Steps to Full Recovery
These are steps I am taking or have taken to reach a point of full recovery. Keep in mind that your steps might look different, and it's okay to not be there yet.
Make the decision to get better: The first step is relatively simple on its face, but deeply difficult beneath the surface. Decide you want to get better. Decide you no longer want to live chained to your eating disorder. Some people call this "rock bottom" or a "breaking point," but you can decide to get better at any time.
Enroll in a treatment program: Treatment programs are either in-patient (you live there) or out-patient (you visit a center daily, usually for meals). I went from an outpatient program to weekly therapy sessions. More than 5 years out of my treatment program, I still see a dietitian and a therapist who helps me manage anxiety and life stressors without going back to my eating disorder.
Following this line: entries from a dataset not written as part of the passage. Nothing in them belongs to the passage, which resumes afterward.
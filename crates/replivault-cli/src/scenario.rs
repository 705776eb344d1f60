//! Scenario file format
//!
//! A scenario is a JSON document describing a coordinator deployment and an
//! ordered list of operations to play against it, each with the caller
//! identity that authorizes it. Steps may assert that the ledger rejects
//! them via `"expect": "error"`.

use serde::Deserialize;

/// A full scenario: deployment settings plus the steps to execute
#[derive(Clone, Debug, Deserialize)]
pub struct Scenario {
    /// Owner identity for the coordinator (default "owner")
    #[serde(default = "default_owner")]
    pub owner: String,
    /// Restore fallback node; the owner when unset
    #[serde(default)]
    pub restore_fallback: Option<String>,
    /// Initial advisory minimum-replica policy value
    #[serde(default = "default_min_replicas")]
    pub min_replicas: u32,
    /// Operations to execute, in order
    pub steps: Vec<Step>,
}

fn default_owner() -> String {
    "owner".to_string()
}

fn default_min_replicas() -> u32 {
    2
}

/// One operation, executed as one atomic ledger call
#[derive(Clone, Debug, Deserialize)]
pub struct Step {
    /// Identity that authorizes this call
    pub caller: String,
    /// Whether the step is expected to succeed or be rejected
    #[serde(default)]
    pub expect: Expectation,
    #[serde(flatten)]
    pub op: Operation,
}

/// Expected outcome of a step
#[derive(Clone, Copy, Debug, Default, PartialEq, Eq, Deserialize)]
#[serde(rename_all = "kebab-case")]
pub enum Expectation {
    #[default]
    Ok,
    Error,
}

/// The operation a step performs, tagged by `op`
#[derive(Clone, Debug, Deserialize)]
#[serde(tag = "op", rename_all = "kebab-case")]
pub enum Operation {
    RegisterNode {
        capacity: u64,
    },
    SetNodeActive {
        active: bool,
    },
    CreateBackupRequest {
        file_hash: String,
        file_size: u64,
        priority: u8,
        required_replicas: u32,
        #[serde(default)]
        reward: u64,
    },
    AssignBackup {
        backup_id: u64,
        node: String,
    },
    ReportCompletion {
        backup_id: u64,
        backup_hash: String,
    },
    ReportFailure {
        backup_id: u64,
    },
    VerifyIntegrity {
        file_hash: String,
        verified: bool,
    },
    CreateRestoreRequest {
        file_hash: String,
        #[serde(default)]
        preferred_node: Option<String>,
        #[serde(default)]
        reward: u64,
    },
    CompleteRestore {
        restore_id: u64,
    },
    SetMinReplicas {
        min: u32,
    },
}

impl Operation {
    /// Short name for logs and summaries
    pub fn name(&self) -> &'static str {
        match self {
            Self::RegisterNode { .. } => "register-node",
            Self::SetNodeActive { .. } => "set-node-active",
            Self::CreateBackupRequest { .. } => "create-backup-request",
            Self::AssignBackup { .. } => "assign-backup",
            Self::ReportCompletion { .. } => "report-completion",
            Self::ReportFailure { .. } => "report-failure",
            Self::VerifyIntegrity { .. } => "verify-integrity",
            Self::CreateRestoreRequest { .. } => "create-restore-request",
            Self::CompleteRestore { .. } => "complete-restore",
            Self::SetMinReplicas { .. } => "set-min-replicas",
        }
    }
}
Do some self-directed study: For me, this meant reading books (like the ones in the "P.S." section below), going to Eating Disorder Anonymous (EDA) meetings, talking to people who had been through recovery, and writing in a journal to track my physical and mental progress.
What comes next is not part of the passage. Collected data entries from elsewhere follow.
//! A passing suite exercising every assertion kind, hooks and pending tests.

use std::{cell::Cell, process::ExitCode, rc::Rc};

use examiner::{Registry, assertions::*};

fn register_math(registry: &mut Registry) {
    registry
        .test("math", "add", || assert_equal_int(4, 2 + 2))
        .test("math", "sub", || assert_not_equal_int(0, 5 - 2))
        .test("math", "div", || assert_equal_double(0.333_33, 1.0 / 3.0))
        .test("math", "sqrt", || assert_not_equal_float(1.41, 2.0_f32.sqrt()))
        .pending("math", "overflow", || assert_true(false));
}

fn register_str(registry: &mut Registry) {
    registry
        .test("str", "concat", || {
            assert_equal_str("hello world", &["hello", "world"].join(" "));
        })
        .test("str", "case", || {
            assert_not_equal_str("Examiner", &"Examiner".to_lowercase());
        })
        .test("str", "empty", || {
            assert_true(String::new().is_empty());
            assert_false("x".is_empty());
        });
}

fn register_mem(registry: &mut Registry) {
    registry
        .test("mem", "same", || {
            let buf = [0xde, 0xad, 0xbe, 0xef];
            assert_equal_mem(&buf, &buf.clone(), buf.len());
        })
        .test("mem", "inverted", || {
            let buf: Vec<u8> = (0..32).collect();
            let inverted: Vec<u8> = buf.iter().map(|b| !b).collect();
            assert_not_equal_mem(&buf, &inverted, buf.len());
        });
}

fn register_counter(registry: &mut Registry) {
    let counter = Rc::new(Cell::new(0_i64));

    let reset = counter.clone();
    registry.before_each("counter", move || reset.set(10));

    let check = counter.clone();
    registry.after_each("counter", move || assert_true(check.get() > 10));

    let incremented = counter.clone();
    registry.test("counter", "increment", move || {
        incremented.set(incremented.get() + 1);
        assert_equal_int(11, incremented.get());
    });

    let doubled = counter;
    registry.test("counter", "double", move || {
        doubled.set(doubled.get() * 2);
        assert_equal_int(20, doubled.get());
    });
}

fn main() -> ExitCode {
    let config = examiner::init();

    let mut registry = Registry::new();
    register_math(&mut registry);
    register_str(&mut registry);
    register_mem(&mut registry);
    register_counter(&mut registry);

    examiner::run(&registry, &config)
}
//! Error types for the harness.

/// Monolithic error type for the harness.
#[derive(thiserror::Error, Debug)]
pub enum Error {
    /// A test attempt was started while another one was still running on this thread.
    #[error("a test attempt is already in progress; attempts cannot be nested")]
    ReentrantAttempt,

    /// Command-line arguments could not be parsed.
    #[error("{0}")]
    Args(#[from] clap::Error),

    /// Writing report output failed.
    #[error("failed to write report output: {0}")]
    Io(#[from] std::io::Error),
}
Keep choosing to be better: I've heard former alcoholics say that they need to choose, each day, to not have a drink. I've heard Christians say similar things; they "choose" their faith every day, or couples say they choose each other. When you're recovering from an eating disorder, you need to make a conscious decision, every day, that you won't let the eating disorder win. This is something I've tried to do for years now, and there are absolutely days when the eating disorder wins. But when I look back on the past five years, I won a whole lot more than I lost, and that's really all I can ask for.
P.S. Read Hunger, a Memoir of (My Body) by Roxane Gay, Life Without Ed by Jenni Schaefer, Unbearable Lightness, A Story of Loss and Gain by Portia de Rossi, or the Intuitive Eating Workbook by Evelyn Tribole and Elyse Resch.